• Task description: Go over the material below and report every line that contains the word "connection".
————————
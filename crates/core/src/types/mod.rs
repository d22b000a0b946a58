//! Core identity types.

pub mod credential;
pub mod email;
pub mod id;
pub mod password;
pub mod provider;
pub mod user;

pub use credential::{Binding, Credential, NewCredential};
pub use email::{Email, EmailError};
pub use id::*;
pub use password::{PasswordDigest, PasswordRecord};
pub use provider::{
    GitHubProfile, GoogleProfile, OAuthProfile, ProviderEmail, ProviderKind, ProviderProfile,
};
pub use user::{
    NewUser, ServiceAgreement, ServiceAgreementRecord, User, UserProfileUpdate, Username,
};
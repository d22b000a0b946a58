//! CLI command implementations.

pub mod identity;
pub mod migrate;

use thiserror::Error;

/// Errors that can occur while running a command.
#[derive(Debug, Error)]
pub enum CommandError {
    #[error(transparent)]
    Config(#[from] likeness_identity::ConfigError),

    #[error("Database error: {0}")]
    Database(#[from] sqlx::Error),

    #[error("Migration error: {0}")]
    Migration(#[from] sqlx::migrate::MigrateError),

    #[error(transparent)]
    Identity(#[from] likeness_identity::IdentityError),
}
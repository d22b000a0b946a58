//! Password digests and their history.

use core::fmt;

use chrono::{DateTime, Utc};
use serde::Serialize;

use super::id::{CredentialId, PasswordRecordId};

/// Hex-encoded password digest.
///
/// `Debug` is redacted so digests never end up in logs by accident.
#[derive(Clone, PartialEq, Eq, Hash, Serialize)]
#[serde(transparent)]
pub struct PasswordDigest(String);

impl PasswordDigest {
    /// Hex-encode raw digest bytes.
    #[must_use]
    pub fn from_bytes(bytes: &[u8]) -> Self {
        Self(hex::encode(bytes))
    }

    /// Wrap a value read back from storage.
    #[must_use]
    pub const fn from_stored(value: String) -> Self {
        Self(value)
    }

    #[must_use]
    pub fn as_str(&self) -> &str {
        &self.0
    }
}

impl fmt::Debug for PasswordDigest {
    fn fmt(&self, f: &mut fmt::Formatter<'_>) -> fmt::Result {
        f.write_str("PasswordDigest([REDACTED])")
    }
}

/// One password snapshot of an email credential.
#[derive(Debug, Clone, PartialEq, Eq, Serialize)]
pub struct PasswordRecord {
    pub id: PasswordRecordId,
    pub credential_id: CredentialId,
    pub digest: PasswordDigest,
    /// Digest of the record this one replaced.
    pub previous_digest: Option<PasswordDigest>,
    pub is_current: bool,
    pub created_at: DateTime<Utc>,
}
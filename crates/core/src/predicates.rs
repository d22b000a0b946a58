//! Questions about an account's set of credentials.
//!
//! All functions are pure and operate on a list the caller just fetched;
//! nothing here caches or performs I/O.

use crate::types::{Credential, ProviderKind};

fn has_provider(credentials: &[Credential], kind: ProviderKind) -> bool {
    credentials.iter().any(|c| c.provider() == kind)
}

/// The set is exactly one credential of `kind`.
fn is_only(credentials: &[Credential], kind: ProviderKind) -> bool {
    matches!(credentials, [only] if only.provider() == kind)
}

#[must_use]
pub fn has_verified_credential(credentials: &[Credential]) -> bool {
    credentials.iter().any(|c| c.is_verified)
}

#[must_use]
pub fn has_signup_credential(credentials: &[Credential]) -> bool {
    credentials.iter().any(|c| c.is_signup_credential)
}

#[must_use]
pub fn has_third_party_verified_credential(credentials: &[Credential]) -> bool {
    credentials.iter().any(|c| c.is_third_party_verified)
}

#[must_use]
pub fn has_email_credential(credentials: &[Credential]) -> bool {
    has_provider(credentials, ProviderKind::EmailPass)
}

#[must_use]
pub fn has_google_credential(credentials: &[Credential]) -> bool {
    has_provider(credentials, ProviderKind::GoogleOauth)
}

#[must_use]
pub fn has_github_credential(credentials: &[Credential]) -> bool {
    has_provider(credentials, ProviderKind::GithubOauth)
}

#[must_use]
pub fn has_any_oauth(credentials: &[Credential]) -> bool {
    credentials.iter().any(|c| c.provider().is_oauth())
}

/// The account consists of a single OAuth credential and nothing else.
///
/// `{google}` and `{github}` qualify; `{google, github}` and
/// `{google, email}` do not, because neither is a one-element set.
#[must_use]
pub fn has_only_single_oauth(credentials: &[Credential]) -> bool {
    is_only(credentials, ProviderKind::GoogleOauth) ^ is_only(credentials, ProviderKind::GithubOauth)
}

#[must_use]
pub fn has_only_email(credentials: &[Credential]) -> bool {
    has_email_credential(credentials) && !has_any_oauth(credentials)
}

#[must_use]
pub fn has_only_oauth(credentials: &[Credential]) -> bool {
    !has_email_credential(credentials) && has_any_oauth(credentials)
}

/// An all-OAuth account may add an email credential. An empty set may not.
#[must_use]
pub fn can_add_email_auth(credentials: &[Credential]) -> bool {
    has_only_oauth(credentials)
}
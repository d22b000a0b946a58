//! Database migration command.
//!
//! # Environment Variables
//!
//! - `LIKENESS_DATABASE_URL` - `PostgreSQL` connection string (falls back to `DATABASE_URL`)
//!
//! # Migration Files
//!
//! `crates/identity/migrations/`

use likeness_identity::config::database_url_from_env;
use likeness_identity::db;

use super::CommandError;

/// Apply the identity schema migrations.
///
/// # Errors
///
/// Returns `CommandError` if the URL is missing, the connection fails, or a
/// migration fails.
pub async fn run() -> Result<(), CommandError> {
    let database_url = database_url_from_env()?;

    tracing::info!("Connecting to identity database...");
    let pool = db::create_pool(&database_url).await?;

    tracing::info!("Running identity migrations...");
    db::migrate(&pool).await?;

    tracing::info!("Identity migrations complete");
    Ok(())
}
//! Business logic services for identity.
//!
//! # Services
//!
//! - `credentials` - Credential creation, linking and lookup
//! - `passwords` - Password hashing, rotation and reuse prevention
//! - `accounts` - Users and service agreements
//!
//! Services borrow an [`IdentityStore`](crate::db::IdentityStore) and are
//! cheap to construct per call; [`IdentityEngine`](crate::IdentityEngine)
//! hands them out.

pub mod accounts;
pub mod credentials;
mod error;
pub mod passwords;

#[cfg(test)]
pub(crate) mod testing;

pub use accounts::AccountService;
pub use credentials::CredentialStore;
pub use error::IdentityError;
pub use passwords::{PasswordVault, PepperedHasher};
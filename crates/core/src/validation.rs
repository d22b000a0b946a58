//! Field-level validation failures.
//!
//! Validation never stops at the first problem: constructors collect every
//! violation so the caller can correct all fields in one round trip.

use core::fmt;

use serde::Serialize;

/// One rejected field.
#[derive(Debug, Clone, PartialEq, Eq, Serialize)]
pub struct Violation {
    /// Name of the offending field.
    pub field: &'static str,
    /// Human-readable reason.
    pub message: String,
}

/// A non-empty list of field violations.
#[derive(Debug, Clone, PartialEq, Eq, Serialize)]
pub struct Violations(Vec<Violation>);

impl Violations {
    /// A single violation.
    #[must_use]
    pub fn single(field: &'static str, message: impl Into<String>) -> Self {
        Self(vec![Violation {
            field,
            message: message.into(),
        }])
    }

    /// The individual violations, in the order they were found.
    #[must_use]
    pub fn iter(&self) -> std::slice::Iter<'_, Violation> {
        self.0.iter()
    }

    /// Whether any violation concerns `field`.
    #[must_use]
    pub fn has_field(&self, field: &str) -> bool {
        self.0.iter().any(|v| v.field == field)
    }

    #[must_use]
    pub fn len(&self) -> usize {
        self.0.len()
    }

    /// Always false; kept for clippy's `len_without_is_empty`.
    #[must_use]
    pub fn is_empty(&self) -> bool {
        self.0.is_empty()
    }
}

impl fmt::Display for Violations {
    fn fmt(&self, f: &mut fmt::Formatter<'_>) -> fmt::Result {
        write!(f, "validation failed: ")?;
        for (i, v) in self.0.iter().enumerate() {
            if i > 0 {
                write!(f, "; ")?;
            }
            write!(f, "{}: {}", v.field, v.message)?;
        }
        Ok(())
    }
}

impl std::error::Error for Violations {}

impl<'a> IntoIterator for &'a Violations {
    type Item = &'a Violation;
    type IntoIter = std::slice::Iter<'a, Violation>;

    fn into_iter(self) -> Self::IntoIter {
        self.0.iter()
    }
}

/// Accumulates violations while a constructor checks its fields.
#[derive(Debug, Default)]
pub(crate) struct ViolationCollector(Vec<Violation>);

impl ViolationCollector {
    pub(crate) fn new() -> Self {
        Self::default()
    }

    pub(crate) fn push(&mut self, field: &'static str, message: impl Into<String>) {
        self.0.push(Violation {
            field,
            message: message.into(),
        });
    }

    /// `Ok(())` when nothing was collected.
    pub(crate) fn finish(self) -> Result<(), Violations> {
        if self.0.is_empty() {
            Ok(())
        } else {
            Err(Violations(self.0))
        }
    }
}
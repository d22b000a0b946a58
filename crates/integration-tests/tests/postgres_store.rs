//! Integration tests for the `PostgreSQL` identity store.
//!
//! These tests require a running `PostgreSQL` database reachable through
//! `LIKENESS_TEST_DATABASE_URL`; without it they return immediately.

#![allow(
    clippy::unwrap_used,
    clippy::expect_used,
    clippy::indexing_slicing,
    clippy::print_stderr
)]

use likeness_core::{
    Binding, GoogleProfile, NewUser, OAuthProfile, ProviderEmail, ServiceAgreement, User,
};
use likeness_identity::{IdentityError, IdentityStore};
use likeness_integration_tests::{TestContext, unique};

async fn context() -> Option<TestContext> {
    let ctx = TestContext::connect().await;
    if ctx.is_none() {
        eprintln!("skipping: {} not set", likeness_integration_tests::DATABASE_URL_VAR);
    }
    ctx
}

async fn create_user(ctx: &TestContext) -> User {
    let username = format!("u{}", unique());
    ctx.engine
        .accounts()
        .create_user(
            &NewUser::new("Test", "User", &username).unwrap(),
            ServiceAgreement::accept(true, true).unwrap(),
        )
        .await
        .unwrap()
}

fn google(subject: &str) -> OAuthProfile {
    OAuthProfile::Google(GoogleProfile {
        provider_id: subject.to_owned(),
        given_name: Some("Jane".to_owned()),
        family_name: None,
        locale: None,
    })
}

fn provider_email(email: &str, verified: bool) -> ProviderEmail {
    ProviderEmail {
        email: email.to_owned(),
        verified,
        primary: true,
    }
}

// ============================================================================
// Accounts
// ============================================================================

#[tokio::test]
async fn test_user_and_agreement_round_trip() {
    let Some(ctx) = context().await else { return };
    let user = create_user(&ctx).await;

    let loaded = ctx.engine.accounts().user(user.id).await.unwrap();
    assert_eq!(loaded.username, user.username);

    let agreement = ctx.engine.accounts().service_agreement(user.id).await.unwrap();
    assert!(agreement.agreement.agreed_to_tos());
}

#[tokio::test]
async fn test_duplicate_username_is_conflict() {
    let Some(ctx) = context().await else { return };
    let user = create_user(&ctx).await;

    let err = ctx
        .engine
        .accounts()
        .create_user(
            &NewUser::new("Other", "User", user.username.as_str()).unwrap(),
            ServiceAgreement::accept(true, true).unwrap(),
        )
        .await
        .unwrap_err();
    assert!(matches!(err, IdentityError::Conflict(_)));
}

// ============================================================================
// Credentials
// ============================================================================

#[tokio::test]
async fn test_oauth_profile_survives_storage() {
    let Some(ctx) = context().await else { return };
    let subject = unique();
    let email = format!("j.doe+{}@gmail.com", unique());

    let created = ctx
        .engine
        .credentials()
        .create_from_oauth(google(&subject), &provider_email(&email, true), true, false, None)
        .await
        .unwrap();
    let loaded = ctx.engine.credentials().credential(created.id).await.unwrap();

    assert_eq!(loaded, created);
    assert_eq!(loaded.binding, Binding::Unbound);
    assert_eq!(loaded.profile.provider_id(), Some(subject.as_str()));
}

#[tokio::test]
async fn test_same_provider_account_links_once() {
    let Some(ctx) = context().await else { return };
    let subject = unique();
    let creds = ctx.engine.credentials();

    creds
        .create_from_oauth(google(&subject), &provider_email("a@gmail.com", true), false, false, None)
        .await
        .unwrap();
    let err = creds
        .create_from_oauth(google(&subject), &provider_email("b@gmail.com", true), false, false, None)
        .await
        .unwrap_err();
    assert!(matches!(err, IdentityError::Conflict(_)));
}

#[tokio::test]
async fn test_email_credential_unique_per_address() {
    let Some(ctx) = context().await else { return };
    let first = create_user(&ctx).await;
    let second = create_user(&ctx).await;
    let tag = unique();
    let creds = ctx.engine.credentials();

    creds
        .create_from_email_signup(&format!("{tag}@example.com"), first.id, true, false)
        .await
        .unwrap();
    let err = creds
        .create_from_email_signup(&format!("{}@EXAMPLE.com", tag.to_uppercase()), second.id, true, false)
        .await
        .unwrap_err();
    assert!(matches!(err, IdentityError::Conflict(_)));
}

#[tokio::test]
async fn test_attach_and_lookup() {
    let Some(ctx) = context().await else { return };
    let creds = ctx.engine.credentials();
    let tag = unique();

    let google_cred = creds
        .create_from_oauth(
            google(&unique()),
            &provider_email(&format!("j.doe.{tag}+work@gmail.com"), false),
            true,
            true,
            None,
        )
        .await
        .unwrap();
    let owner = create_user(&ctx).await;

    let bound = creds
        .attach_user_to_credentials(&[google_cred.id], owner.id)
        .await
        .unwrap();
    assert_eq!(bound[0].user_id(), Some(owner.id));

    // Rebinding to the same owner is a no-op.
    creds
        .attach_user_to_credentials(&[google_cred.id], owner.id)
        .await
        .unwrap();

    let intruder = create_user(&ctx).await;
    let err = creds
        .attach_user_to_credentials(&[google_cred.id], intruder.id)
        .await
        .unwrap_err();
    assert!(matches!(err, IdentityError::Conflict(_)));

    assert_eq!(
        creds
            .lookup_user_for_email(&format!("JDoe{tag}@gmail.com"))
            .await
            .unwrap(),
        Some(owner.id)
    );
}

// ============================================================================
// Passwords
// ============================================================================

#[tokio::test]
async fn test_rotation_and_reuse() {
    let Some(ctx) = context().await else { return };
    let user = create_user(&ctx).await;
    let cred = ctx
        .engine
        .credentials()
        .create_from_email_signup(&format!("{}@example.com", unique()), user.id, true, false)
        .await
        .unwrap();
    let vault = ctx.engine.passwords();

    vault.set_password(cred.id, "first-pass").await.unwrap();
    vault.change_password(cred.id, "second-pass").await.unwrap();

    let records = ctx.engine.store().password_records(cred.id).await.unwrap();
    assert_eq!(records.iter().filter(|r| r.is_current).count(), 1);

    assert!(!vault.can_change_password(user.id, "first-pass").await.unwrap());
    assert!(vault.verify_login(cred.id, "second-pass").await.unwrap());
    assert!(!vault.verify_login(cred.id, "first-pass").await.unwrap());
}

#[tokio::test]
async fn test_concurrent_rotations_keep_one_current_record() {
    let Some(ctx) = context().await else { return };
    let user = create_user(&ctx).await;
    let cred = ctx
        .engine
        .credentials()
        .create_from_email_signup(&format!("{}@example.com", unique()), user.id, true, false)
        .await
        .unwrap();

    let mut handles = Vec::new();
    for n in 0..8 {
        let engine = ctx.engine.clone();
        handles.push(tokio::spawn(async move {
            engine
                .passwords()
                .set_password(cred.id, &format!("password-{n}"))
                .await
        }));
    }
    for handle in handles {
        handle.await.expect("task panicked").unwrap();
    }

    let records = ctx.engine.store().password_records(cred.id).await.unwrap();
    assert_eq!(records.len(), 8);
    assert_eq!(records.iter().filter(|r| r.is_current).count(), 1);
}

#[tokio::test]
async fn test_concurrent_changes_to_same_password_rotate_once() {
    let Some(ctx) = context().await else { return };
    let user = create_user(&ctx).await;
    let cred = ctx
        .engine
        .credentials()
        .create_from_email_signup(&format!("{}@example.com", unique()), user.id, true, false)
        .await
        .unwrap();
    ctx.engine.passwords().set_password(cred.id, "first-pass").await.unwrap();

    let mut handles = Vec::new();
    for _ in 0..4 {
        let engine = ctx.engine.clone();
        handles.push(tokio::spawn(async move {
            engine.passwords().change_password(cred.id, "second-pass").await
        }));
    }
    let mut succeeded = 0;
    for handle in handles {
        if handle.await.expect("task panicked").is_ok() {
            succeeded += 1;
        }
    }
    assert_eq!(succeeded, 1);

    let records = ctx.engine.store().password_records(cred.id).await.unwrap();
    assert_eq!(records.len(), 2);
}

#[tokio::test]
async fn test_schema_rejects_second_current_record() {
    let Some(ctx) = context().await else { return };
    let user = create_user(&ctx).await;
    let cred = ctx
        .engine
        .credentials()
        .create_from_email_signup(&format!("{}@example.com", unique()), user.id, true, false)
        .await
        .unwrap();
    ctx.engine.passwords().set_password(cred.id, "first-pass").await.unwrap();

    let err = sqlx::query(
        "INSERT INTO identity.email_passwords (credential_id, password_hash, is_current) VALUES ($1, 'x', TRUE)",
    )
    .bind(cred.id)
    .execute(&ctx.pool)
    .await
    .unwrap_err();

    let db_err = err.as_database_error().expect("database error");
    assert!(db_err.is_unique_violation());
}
————————
• Task solution:
//! - `LIKENESS_DATABASE_URL` - `PostgreSQL` connection string (falls back to `DATABASE_URL`)
/// Returns `CommandError` if the URL is missing, the connection fails, or a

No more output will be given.